AMMAN — The country’s healthcare system faces the risk of collapsing unless more measures are adopted to curb smoking, a health expert said on Wednesday.
Feras Hawari, director of the cancer control office at the King Hussein Cancer Centre (KHCC), said Jordan has the highest prevalence of smoking in the region, and this requires firm measures to curb the habit.
Although Jordan signed the WHO Framework Convention on Tobacco Control 10 years ago, implementation of this agreement is still “weak”, and smoking prevalence is on the rise, according to Hawari.
Jordan is the only country in the world that reduced the tax imposed on tobacco, he said, which contradicts efforts to curb smoking.
The government reduced the tax imposed on tobacco by 25 per cent last year.

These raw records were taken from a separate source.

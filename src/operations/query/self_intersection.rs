use crate::error::IntersectionError;
use crate::geometry::blueprint::Blueprint;
use crate::geometry::curve::Curve;
use crate::math::{points_equal, Point2, Precision};
use crate::operations::boolean::{intersect_curves, self_intersections};

/// Points where a blueprint loop touches or crosses itself.
///
/// Every pair of curves is intersected. Consecutive curves are allowed to
/// meet at the vertex they share; any other contact is reported. A stretch
/// where two curves run over each other is reported through its endpoints.
///
/// # Errors
///
/// Propagates intersection failures for degenerate or non-finite curves.
pub fn blueprint_self_intersections(
    blueprint: &Blueprint,
    precision: &Precision,
) -> Result<Vec<Point2>, IntersectionError> {
    let tol = precision.tolerance;
    let curves = blueprint.curves();
    let n = curves.len();
    let mut hits: Vec<Point2> = Vec::new();

    for (i, curve) in curves.iter().enumerate() {
        hits.extend(self_intersections(curve, precision)?);
        for j in (i + 1)..n {
            let other = &curves[j];
            let found = intersect_curves(curve, other, precision)?;

            // Vertices shared by the pair: end of i / start of j when j follows
            // i, and start of i / end of j when i follows j around the loop.
            let mut shared = Vec::with_capacity(2);
            if j == i + 1 {
                shared.push(curve.last_point());
            }
            if i == 0 && j == n - 1 {
                shared.push(curve.first_point());
            }

            if !found.common_segments.is_empty() {
                hits.extend(found.points);
                continue;
            }
            hits.extend(
                found
                    .points
                    .into_iter()
                    .filter(|p| !shared.iter().any(|s| points_equal(s, p, tol))),
            );
        }
    }
    Ok(hits)
}

#[cfg(test)]
#[allow(clippy::unwrap_used)]
mod tests {
    use super::*;
    use crate::geometry::curve::{Arc2D, Curve2D};

    #[test]
    fn simple_loops_are_clean() {
        let p = Precision::default();
        let rect = Blueprint::rectangle(4.0, 2.0).unwrap();
        assert!(blueprint_self_intersections(&rect, &p).unwrap().is_empty());
        let circle = Blueprint::circle(Point2::origin(), 1.0).unwrap();
        assert!(blueprint_self_intersections(&circle, &p).unwrap().is_empty());
    }

    #[test]
    fn two_arc_circle_is_clean() {
        let upper = Arc2D::new(Point2::origin(), 1.0, 0.0, std::f64::consts::PI);
        let lower = Arc2D::new(Point2::origin(), 1.0, std::f64::consts::PI, std::f64::consts::PI);
        let bp = Blueprint::new(vec![upper.into(), lower.into()]).unwrap();
        assert!(blueprint_self_intersections(&bp, &Precision::default())
            .unwrap()
            .is_empty());
    }

    #[test]
    fn bow_tie_crosses_itself() {
        let bp = Blueprint::polygon(&[
            Point2::new(0.0, 0.0),
            Point2::new(2.0, 2.0),
            Point2::new(2.0, 0.0),
            Point2::new(0.0, 2.0),
        ])
        .unwrap();
        let hits = blueprint_self_intersections(&bp, &Precision::default()).unwrap();
        assert_eq!(hits.len(), 1);
        assert!(points_equal(&hits[0], &Point2::new(1.0, 1.0), 1e-9));
    }

    #[test]
    fn backtracking_edge_is_reported() {
        let bp = Blueprint::new(vec![
            Curve2D::line(Point2::new(0.0, 0.0), Point2::new(2.0, 0.0)),
            Curve2D::line(Point2::new(2.0, 0.0), Point2::new(1.0, 0.0)),
            Curve2D::line(Point2::new(1.0, 0.0), Point2::new(1.0, 1.0)),
            Curve2D::line(Point2::new(1.0, 1.0), Point2::new(0.0, 0.0)),
        ])
        .unwrap();
        let hits = blueprint_self_intersections(&bp, &Precision::default()).unwrap();
        assert!(!hits.is_empty());
    }
}
use crate::error::Result;
use crate::math::{Matrix3, Vector2};

use super::general::{GeneralTransform, Transformable};

/// Translates a profile by a displacement vector.
pub struct Translate {
    dx: f64,
    dy: f64,
}

impl Translate {
    /// Creates a new `Translate` operation.
    #[must_use]
    pub fn new(dx: f64, dy: f64) -> Self {
        Self { dx, dy }
    }

    /// The homogeneous matrix of the translation.
    #[must_use]
    pub fn matrix(&self) -> Matrix3 {
        Matrix3::new_translation(&Vector2::new(self.dx, self.dy))
    }

    /// Executes the translation, returning a moved copy.
    ///
    /// # Errors
    ///
    /// Returns an error if the target cannot be transformed.
    pub fn execute<T: Transformable>(&self, target: &T) -> Result<T> {
        GeneralTransform::new(self.matrix()).execute(target)
    }
}
use crate::error::Result;
use crate::geometry::blueprint::Blueprint;
use crate::geometry::shape::Shape2D;
use crate::math::Precision;

use super::engine::boolean_execute;
use super::select::BooleanOp;

/// Removes the region of the tool blueprint from the base blueprint.
pub struct Cut<'a> {
    blueprint_a: &'a Blueprint,
    blueprint_b: &'a Blueprint,
    precision: Precision,
}

impl<'a> Cut<'a> {
    /// Creates a new `Cut` operation with the default precision.
    #[must_use]
    pub fn new(blueprint_a: &'a Blueprint, blueprint_b: &'a Blueprint) -> Self {
        Self {
            blueprint_a,
            blueprint_b,
            precision: Precision::default(),
        }
    }

    /// Sets the precision used for point identity and intersections.
    #[must_use]
    pub fn with_precision(mut self, precision: Precision) -> Self {
        self.precision = precision;
        self
    }

    /// Executes the cut.
    ///
    /// # Errors
    ///
    /// Returns an error if an input is self-intersecting or contains a
    /// degenerate curve.
    pub fn execute(&self) -> Result<Shape2D> {
        boolean_execute(self.blueprint_a, self.blueprint_b, BooleanOp::Cut, &self.precision)
    }
}

#[cfg(test)]
#[allow(clippy::unwrap_used)]
mod tests {
    use super::*;
    use crate::math::Point2;
    use approx::assert_abs_diff_eq;
    use std::f64::consts::PI;

    #[test]
    fn notch_from_a_plate() {
        let plate = Blueprint::rectangle(10.0, 4.0).unwrap();
        let tool = Blueprint::circle(Point2::new(0.0, 2.0), 1.0).unwrap();
        let shape = Cut::new(&plate, &tool).execute().unwrap();
        assert!(matches!(shape, Shape2D::Single(_)));
        assert_abs_diff_eq!(shape.area(), 40.0 - PI / 2.0, epsilon = 1e-9);
    }
}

At a press conference held at the KHCC, Hawari noted that 5,000 cancer cases are diagnosed in the Kingdom annually, with 40 per cent of them resulting from smoking.

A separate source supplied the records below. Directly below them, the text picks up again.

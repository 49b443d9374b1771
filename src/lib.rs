pub mod error;
pub mod export;
pub mod geometry;
pub mod math;
pub mod operations;

pub use error::{ProfileError, Result};
pub use export::{to_svg, ToSvgPath};
pub use geometry::{
    Arc2D, Blueprint, Blueprints, CompoundBlueprint, Curve, Curve2D, Line2D, Orientation, Profile,
    Shape2D,
};
pub use math::{Point2, Precision, Vector2};
pub use operations::boolean::{
    cut_blueprints, fuse_blueprints, intersect_blueprints, organise_blueprints, self_intersections,
};
pub use operations::transform::{MirrorMode, Transformable};
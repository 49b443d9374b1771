mod assemble;
mod classify;
mod cut;
mod engine;
mod fuse;
mod hashing;
mod intersect_op;
mod intersection;
mod organise;
mod segment;
mod select;

pub use classify::{BoundaryMatch, Classification};
pub use cut::Cut;
pub use fuse::Fuse;
pub use hashing::{PointIndex, PointKey, SegmentKey, VertexId};
pub use intersect_op::Intersect;
pub use intersection::{intersect_curves, self_intersections, CommonSegment, CurveIntersections};
pub use organise::organise_blueprints;
pub use select::{BooleanOp, InsidePolicy, RetentionPolicy};

use crate::error::Result;
use crate::geometry::blueprint::Blueprint;
use crate::geometry::shape::Shape2D;

/// Union of two blueprints with the default precision.
///
/// # Errors
///
/// See [`Fuse::execute`].
pub fn fuse_blueprints(a: &Blueprint, b: &Blueprint) -> Result<Shape2D> {
    Fuse::new(a, b).execute()
}

/// `a` minus `b` with the default precision.
///
/// # Errors
///
/// See [`Cut::execute`].
pub fn cut_blueprints(a: &Blueprint, b: &Blueprint) -> Result<Shape2D> {
    Cut::new(a, b).execute()
}

/// Common region of two blueprints with the default precision.
///
/// # Errors
///
/// See [`Intersect::execute`].
pub fn intersect_blueprints(a: &Blueprint, b: &Blueprint) -> Result<Shape2D> {
    Intersect::new(a, b).execute()
}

These cases include lung, colon and blood cancers.
Cancer is responsible for 15 per cent of deaths in the country, according to figures cited by Hawari, while cardiovascular diseases are responsible for 35 per cent.

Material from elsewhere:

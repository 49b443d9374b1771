pub mod svg;

pub use svg::{to_svg, ToSvgPath};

He also noted that 60 per cent of Jordanian men are smokers, and 30 per cent of those aged between 13 and 15 smoke.
Hawari also cited a study conducted in four of the capital’s schools, which showed that 13 per cent of students in the sixth grade smoke argileh.
“Almost 9 per cent of the country’s gross domestic product is spent on healthcare,” he said, adding that this rate is one of the highest in the region.
A Greater Amman Municipality decision to stop issuing and renewing argileh licences for cafés in the capital is the right step towards combating smoking, according to Hawari, who noted that smoking one argileh is equivalent to smoking 60 cigarettes.
Other decisions should be adopted as well, he said, calling for revisiting the taxes imposed on cigarettes and increasing them, and restricting the sale of cigarettes and other tobacco products to specific outlets.
“Fighting smoking should become a strategic decision and this should start with prohibiting smoking in public places,” Hawari said.
He also criticised MPs who endorsed the Public Health Law that prohibits smoking in public places but continue to violate it by smoking under the Dome.
The Public Heath Law was enforced in the Kingdom’s shopping malls and Queen Alia International Airport in March 2009, and in fast-food restaurants in June of the same year.
A Cabinet decision prohibiting smoking in ministries and public institutions went into force on May 25, 2010.
According to the law, smoking is prohibited in public places, which include hospitals, healthcare centres, schools, cinemas, theatres, libraries, museums, public and non-governmental buildings, public transport vehicles, airports, closed playgrounds, lecture halls and any other location to be determined by the health minister.